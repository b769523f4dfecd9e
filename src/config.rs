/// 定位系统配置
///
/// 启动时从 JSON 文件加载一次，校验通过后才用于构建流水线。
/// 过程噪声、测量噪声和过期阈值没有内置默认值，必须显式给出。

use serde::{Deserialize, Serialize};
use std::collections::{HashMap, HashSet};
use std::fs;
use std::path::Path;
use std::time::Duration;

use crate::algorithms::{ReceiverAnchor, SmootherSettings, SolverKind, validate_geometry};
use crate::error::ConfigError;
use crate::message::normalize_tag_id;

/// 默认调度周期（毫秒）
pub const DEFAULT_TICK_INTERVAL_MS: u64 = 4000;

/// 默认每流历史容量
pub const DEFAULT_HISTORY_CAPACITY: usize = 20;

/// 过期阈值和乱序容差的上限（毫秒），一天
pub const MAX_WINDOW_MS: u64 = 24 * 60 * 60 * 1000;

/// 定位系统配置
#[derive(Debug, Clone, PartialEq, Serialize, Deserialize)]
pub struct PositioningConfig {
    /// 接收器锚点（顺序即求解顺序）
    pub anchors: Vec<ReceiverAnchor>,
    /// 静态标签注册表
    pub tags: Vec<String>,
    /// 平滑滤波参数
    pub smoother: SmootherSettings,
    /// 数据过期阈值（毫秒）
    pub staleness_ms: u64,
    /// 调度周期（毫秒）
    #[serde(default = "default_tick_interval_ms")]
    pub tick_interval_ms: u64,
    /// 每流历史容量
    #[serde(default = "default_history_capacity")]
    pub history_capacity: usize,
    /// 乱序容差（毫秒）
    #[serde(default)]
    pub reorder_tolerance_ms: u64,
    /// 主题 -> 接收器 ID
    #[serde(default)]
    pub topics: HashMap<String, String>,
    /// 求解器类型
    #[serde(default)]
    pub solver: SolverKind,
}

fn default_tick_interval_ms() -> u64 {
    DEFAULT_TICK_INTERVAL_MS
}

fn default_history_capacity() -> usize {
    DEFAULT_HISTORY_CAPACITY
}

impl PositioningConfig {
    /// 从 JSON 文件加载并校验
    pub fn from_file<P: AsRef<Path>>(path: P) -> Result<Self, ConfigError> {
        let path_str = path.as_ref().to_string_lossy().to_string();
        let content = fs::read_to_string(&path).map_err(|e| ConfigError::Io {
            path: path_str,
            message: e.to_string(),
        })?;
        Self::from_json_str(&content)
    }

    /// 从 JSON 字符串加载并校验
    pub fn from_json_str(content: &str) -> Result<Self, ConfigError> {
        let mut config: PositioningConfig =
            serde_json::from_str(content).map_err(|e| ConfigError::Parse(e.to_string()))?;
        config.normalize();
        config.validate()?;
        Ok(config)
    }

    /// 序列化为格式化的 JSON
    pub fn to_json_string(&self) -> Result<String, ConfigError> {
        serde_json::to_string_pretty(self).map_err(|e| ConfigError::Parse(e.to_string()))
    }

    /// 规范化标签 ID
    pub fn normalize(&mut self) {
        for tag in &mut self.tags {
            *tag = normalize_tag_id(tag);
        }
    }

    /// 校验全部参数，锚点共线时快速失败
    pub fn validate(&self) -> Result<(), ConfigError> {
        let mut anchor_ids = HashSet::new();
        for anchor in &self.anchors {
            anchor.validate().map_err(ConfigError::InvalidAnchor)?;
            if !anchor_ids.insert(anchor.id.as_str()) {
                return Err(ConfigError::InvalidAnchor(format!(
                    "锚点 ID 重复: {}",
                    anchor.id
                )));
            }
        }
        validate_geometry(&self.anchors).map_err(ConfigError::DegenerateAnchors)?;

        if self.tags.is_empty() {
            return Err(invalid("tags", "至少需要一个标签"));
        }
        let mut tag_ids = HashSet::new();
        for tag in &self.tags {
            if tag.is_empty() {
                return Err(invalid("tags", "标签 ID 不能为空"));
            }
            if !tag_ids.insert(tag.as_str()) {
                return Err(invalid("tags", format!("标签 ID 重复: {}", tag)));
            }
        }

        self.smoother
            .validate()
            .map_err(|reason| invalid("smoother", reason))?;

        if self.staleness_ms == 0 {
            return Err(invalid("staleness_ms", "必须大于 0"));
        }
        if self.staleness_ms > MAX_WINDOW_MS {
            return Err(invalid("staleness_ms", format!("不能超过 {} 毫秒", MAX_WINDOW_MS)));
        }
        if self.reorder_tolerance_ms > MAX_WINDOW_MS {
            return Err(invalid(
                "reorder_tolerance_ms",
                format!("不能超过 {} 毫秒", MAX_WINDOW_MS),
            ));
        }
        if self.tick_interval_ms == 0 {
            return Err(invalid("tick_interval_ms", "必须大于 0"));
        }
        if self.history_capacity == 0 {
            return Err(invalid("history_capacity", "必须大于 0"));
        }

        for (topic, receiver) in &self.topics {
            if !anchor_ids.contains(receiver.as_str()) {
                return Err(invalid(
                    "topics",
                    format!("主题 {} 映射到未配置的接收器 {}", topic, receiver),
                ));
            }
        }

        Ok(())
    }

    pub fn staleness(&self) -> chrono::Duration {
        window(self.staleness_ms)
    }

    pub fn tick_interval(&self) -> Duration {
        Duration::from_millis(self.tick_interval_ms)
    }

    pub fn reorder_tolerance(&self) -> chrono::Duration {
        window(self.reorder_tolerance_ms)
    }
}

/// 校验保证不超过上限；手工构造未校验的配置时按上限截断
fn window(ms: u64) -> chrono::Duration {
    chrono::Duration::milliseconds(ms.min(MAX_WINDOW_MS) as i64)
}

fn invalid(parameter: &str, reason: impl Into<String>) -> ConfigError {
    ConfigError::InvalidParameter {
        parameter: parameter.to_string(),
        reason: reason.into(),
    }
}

────

Once you have read the material above, write all of it out again exactly.

repository b769523f4dfecd9e
filename src/config.rs
/// 定位系统配置
///
/// 启动时从 JSON 文件加载一次，校验通过后才用于构建流水线。
/// 过程噪声、测量噪声和过期阈值没有内置默认值，必须显式给出。

use serde::{Deserialize, Serialize};
use std::collections::{HashMap, HashSet};
use std::fs;
use std::path::Path;
use std::time::Duration;

use crate::algorithms::{ReceiverAnchor, SmootherSettings, SolverKind, validate_geometry};
use crate::error::ConfigError;
use crate::message::normalize_tag_id;

/// 默认调度周期（毫秒）
pub const DEFAULT_TICK_INTERVAL_MS: u64 = 4000;

/// 默认每流历史容量
pub const DEFAULT_HISTORY_CAPACITY: usize = 20;

/// 过期阈值和乱序容差的上限（毫秒），一天
pub const MAX_WINDOW_MS: u64 = 24 * 60 * 60 * 1000;

/// 定位系统配置
#[derive(Debug, Clone, PartialEq, Serialize, Deserialize)]
pub struct PositioningConfig {
    /// 接收器锚点（顺序即求解顺序）
    pub anchors: Vec<ReceiverAnchor>,
    /// 静态标签注册表
    pub tags: Vec<String>,
    /// 平滑滤波参数
    pub smoother: SmootherSettings,
    /// 数据过期阈值（毫秒）
    pub staleness_ms: u64,
    /// 调度周期（毫秒）
    #[serde(default = "default_tick_interval_ms")]
    pub tick_interval_ms: u64,
    /// 每流历史容量
    #[serde(default = "default_history_capacity")]
    pub history_capacity: usize,
    /// 乱序容差（毫秒）
    #[serde(default)]
    pub reorder_tolerance_ms: u64,
    /// 主题 -> 接收器 ID
    #[serde(default)]
    pub topics: HashMap<String, String>,
    /// 求解器类型
    #[serde(default)]
    pub solver: SolverKind,
}

fn default_tick_interval_ms() -> u64 {
    DEFAULT_TICK_INTERVAL_MS
}

fn default_history_capacity() -> usize {
    DEFAULT_HISTORY_CAPACITY
}

impl PositioningConfig {
    /// 从 JSON 文件加载并校验
    pub fn from_file<P: AsRef<Path>>(path: P) -> Result<Self, ConfigError> {
        let path_str = path.as_ref().to_string_lossy().to_string();
        let content = fs::read_to_string(&path).map_err(|e| ConfigError::Io {
            path: path_str,
            message: e.to_string(),
        })?;
        Self::from_json_str(&content)
    }

    /// 从 JSON 字符串加载并校验
    pub fn from_json_str(content: &str) -> Result<Self, ConfigError> {
        let mut config: PositioningConfig =
            serde_json::from_str(content).map_err(|e| ConfigError::Parse(e.to_string()))?;
        config.normalize();
        config.validate()?;
        Ok(config)
    }

    /// 序列化为格式化的 JSON
    pub fn to_json_string(&self) -> Result<String, ConfigError> {
        serde_json::to_string_pretty(self).map_err(|e| ConfigError::Parse(e.to_string()))
    }

    /// 规范化标签 ID
    pub fn normalize(&mut self) {
        for tag in &mut self.tags {
            *tag = normalize_tag_id(tag);
        }
    }

    /// 校验全部参数，锚点共线时快速失败
    pub fn validate(&self) -> Result<(), ConfigError> {
        let mut anchor_ids = HashSet::new();
        for anchor in &self.anchors {
            anchor.validate().map_err(ConfigError::InvalidAnchor)?;
            if !anchor_ids.insert(anchor.id.as_str()) {
                return Err(ConfigError::InvalidAnchor(format!(
                    "锚点 ID 重复: {}",
                    anchor.id
                )));
            }
        }
        validate_geometry(&self.anchors).map_err(ConfigError::DegenerateAnchors)?;

        if self.tags.is_empty() {
            return Err(invalid("tags", "至少需要一个标签"));
        }
        let mut tag_ids = HashSet::new();
        for tag in &self.tags {
            if tag.is_empty() {
                return Err(invalid("tags", "标签 ID 不能为空"));
            }
            if !tag_ids.insert(tag.as_str()) {
                return Err(invalid("tags", format!("标签 ID 重复: {}", tag)));
            }
        }

        self.smoother
            .validate()
            .map_err(|reason| invalid("smoother", reason))?;

        if self.staleness_ms == 0 {
            return Err(invalid("staleness_ms", "必须大于 0"));
        }
        if self.staleness_ms > MAX_WINDOW_MS {
            return Err(invalid("staleness_ms", format!("不能超过 {} 毫秒", MAX_WINDOW_MS)));
        }
        if self.reorder_tolerance_ms > MAX_WINDOW_MS {
            return Err(invalid(
                "reorder_tolerance_ms",
                format!("不能超过 {} 毫秒", MAX_WINDOW_MS),
            ));
        }
        if self.tick_interval_ms == 0 {
            return Err(invalid("tick_interval_ms", "必须大于 0"));
        }
        if self.history_capacity == 0 {
            return Err(invalid("history_capacity", "必须大于 0"));
        }

        for (topic, receiver) in &self.topics {
            if !anchor_ids.contains(receiver.as_str()) {
                return Err(invalid(
                    "topics",
                    format!("主题 {} 映射到未配置的接收器 {}", topic, receiver),
                ));
            }
        }

        Ok(())
    }

    pub fn staleness(&self) -> chrono::Duration {
        window(self.staleness_ms)
    }

    pub fn tick_interval(&self) -> Duration {
        Duration::from_millis(self.tick_interval_ms)
    }

    pub fn reorder_tolerance(&self) -> chrono::Duration {
        window(self.reorder_tolerance_ms)
    }
}

/// 校验保证不超过上限；手工构造未校验的配置时按上限截断
fn window(ms: u64) -> chrono::Duration {
    chrono::Duration::milliseconds(ms.min(MAX_WINDOW_MS) as i64)
}

fn invalid(parameter: &str, reason: impl Into<String>) -> ConfigError {
    ConfigError::InvalidParameter {
        parameter: parameter.to_string(),
        reason: reason.into(),
    }
}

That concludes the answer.